Gradually I came to realize that I was getting physically stronger. I could no longer claim to be a “delicate flower of womanhood” like Scarlett O’Hara. That turned out to be no terrible loss. It turned out that being strong(er) was as good for my insides as my outsides. Not only was strength training helping make my bones and muscles stronger, it was making my mind and heart stronger. Instead of being afraid to try something new, I just went ahead and did it, and even if I brought absolutely no skill to the task, I had enough strength of mind and body to tough it out.
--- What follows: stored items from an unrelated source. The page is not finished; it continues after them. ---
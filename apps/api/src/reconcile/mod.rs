// Parsed-data reconciliation: confidence-scored candidate fields from an
// uploaded resume, projected onto the section model as a batch of edits.
// Commit is all-or-nothing via the engine's apply_all.

pub mod merge;
pub mod models;

pub use merge::{reconcile, Reconciled};
pub use models::{ConfidenceBand, ParsedField, ParsedResume};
Early in 2010 I joined a new fitness studio, one with Stott Pilates machines instead of weight machines. At first I worried that I would lose muscle definition without weight machines as part of my workouts, but in fact my muscle definition improved all over my body and especially in my legs. In late summer 2010, I did some personal training with the owner of the studio. Her first step was to give me a fitness evaluation. I had to do push ups, step ups, toe touches, and other moves to evaluate my strength, agility, flexibility and cardio fitness. Much to my (happy) surprise, I scored above average for my age in most of those areas. Just the process of being tested was a revelation, because each time Caroline instructed me to do a new move, I did it without any anxiety or hesitation about whether or not I’d be able to do it.
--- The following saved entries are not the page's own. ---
//! Merge/update engine — the single writer for the section model.
//!
//! Applies one logical edit at a time as a pure transform: the caller's
//! model is never touched on failure. `apply_all` extends the same guarantee
//! to a whole batch (all-or-nothing), which is the discipline used for
//! reconciliation commits.

use std::collections::HashSet;

use serde::{Deserialize, Serialize};
use uuid::Uuid;

use crate::errors::EditError;
use crate::sections::meta::slugify;
use crate::sections::model::{
    is_builtin, BulletPoint, CustomSection, Item, ItemData, Sections,
};

/// The editable content of one resume document: the section model plus the
/// explicit section order stored alongside it.
#[derive(Debug, Clone, Serialize, Deserialize, PartialEq, Default)]
pub struct ResumeContent {
    pub sections: Sections,
    #[serde(default)]
    pub section_order: Vec<String>,
}

/// Partial update for one item. Every `Some` field replaces the existing
/// value wholesale; `bullet_points` in particular is a whole-list replace,
/// not a per-bullet patch.
#[derive(Debug, Clone, Serialize, Deserialize, PartialEq, Default)]
pub struct ItemPatch {
    #[serde(default)]
    pub data: Option<ItemData>,
    #[serde(default)]
    pub description: Option<String>,
    #[serde(default)]
    pub bullet_points: Option<Vec<BulletPoint>>,
}

/// One logical edit to a resume's content.
#[derive(Debug, Clone, Serialize, Deserialize, PartialEq)]
#[serde(tag = "op", rename_all = "snake_case")]
pub enum Edit {
    AddItem {
        section: String,
        item: Item,
    },
    UpdateItem {
        section: String,
        item_id: Uuid,
        patch: ItemPatch,
    },
    RemoveItem {
        section: String,
        item_id: Uuid,
    },
    AddCustomSection {
        name: String,
    },
    /// Removes a section: a custom section loses its metadata entry and its
    /// body atomically; a built-in section loses its metadata entry and its
    /// items. Honors the `deletable` flag either way.
    RemoveSection {
        key: String,
    },
    RenameSection {
        key: String,
        name: String,
    },
    AddBullet {
        section: String,
        item_id: Uuid,
        text: String,
    },
    RemoveBullet {
        section: String,
        item_id: Uuid,
        bullet_id: Uuid,
    },
    ReorderSections {
        order: Vec<String>,
    },
}

/// Applies a single edit, returning the new content or the first error.
/// The input is untouched either way.
pub fn apply(content: &ResumeContent, edit: &Edit) -> Result<ResumeContent, EditError> {
    let mut next = content.clone();
    apply_mut(&mut next, edit)?;
    Ok(next)
}

/// Applies a batch atomically: either every edit applies, in order, or the
/// first failure is returned and the caller's content is unchanged.
pub fn apply_all(content: &ResumeContent, edits: &[Edit]) -> Result<ResumeContent, EditError> {
    let mut next = content.clone();
    for edit in edits {
        apply_mut(&mut next, edit)?;
    }
    Ok(next)
}

fn apply_mut(content: &mut ResumeContent, edit: &Edit) -> Result<(), EditError> {
    match edit {
        Edit::AddItem { section, item } => add_item(&mut content.sections, section, item.clone()),
        Edit::UpdateItem {
            section,
            item_id,
            patch,
        } => update_item(&mut content.sections, section, *item_id, patch),
        Edit::RemoveItem { section, item_id } => {
            remove_item(&mut content.sections, section, *item_id)
        }
        Edit::AddCustomSection { name } => add_custom_section(&mut content.sections, name),
        Edit::RemoveSection { key } => remove_section(content, key),
        Edit::RenameSection { key, name } => rename_section(&mut content.sections, key, name),
        Edit::AddBullet {
            section,
            item_id,
            text,
        } => {
            let item = find_item_mut(&mut content.sections, section, *item_id)?;
            item.bullet_points.push(BulletPoint::new(text.clone()));
            Ok(())
        }
        Edit::RemoveBullet {
            section,
            item_id,
            bullet_id,
        } => {
            let item = find_item_mut(&mut content.sections, section, *item_id)?;
            let pos = item
                .bullet_points
                .iter()
                .position(|b| b.id == *bullet_id)
                .ok_or_else(|| EditError::NotFound(format!("bullet {bullet_id}")))?;
            item.bullet_points.remove(pos);
            Ok(())
        }
        Edit::ReorderSections { order } => reorder_sections(content, order),
    }
}

fn add_item(sections: &mut Sections, section: &str, item: Item) -> Result<(), EditError> {
    if !sections.has_section(section) {
        return Err(EditError::UnknownSection(section.to_string()));
    }
    check_kind(section, &item.data)?;
    check_bullet_ids(&item.bullet_points)?;

    let items = sections
        .items_mut(section)
        .expect("has_section checked above");
    if items.iter().any(|existing| existing.id == item.id) {
        return Err(EditError::Validation(format!(
            "item id {} already exists in section '{section}'",
            item.id
        )));
    }
    items.push(item);

    // An item landing in a built-in section whose metadata entry was removed
    // restores the default entry, so every populated key stays displayable.
    if is_builtin(section) {
        sections.registry_mut().reseed_builtin(section);
    }
    Ok(())
}

fn update_item(
    sections: &mut Sections,
    section: &str,
    item_id: Uuid,
    patch: &ItemPatch,
) -> Result<(), EditError> {
    if let Some(data) = &patch.data {
        check_kind(section, data)?;
    }
    if let Some(bullets) = &patch.bullet_points {
        check_bullet_ids(bullets)?;
    }

    let item = find_item_mut(sections, section, item_id)?;
    if let Some(data) = &patch.data {
        item.data = data.clone();
    }
    if let Some(description) = &patch.description {
        item.description = Some(description.clone());
    }
    if let Some(bullets) = &patch.bullet_points {
        item.bullet_points = bullets.clone();
    }
    Ok(())
}

fn remove_item(sections: &mut Sections, section: &str, item_id: Uuid) -> Result<(), EditError> {
    let items = sections
        .items_mut(section)
        .ok_or_else(|| EditError::UnknownSection(section.to_string()))?;
    let pos = items
        .iter()
        .position(|i| i.id == item_id)
        .ok_or(EditError::ItemNotFound {
            section: section.to_string(),
            item_id,
        })?;
    items.remove(pos);
    Ok(())
}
Since then, I’ve thought many times about the importance of fitness and strength to an average, everyday woman like me. Not an Olympic athlete, not a dancer, not a ditch digger, not a materials handler, just Mrs. Middle Aged American. Although I admire my late mother and aspire to be like her in many ways, I don’t want to end up the way she did after a lifetime of avoiding exercise. She was only in her early 70’s when she began to struggle with little tasks that most of us take for granted. Dressing herself, picking a pen off the floor, getting out of a chair, walking from her apartment to the elevator, opening a door, all of that was too hard for her. She had never claimed to be a delicate flower of womanhood, either. She was one of the most capable and energetic people I’ve ever known, but she never took care of her body and in the end, her body failed her. I’ve vowed that I won’t let that happen to me. I’m going to keep this body moving, or die trying, and that’s got to be a better way to go than lying helpless in bed while an attendant maneuvers a straw into my mouth. I hope that in 20 years when I’m 78, I’ll enjoy sitting in a rocking chair beside my husband for a while, and then getting up to kick ass in an exercise class.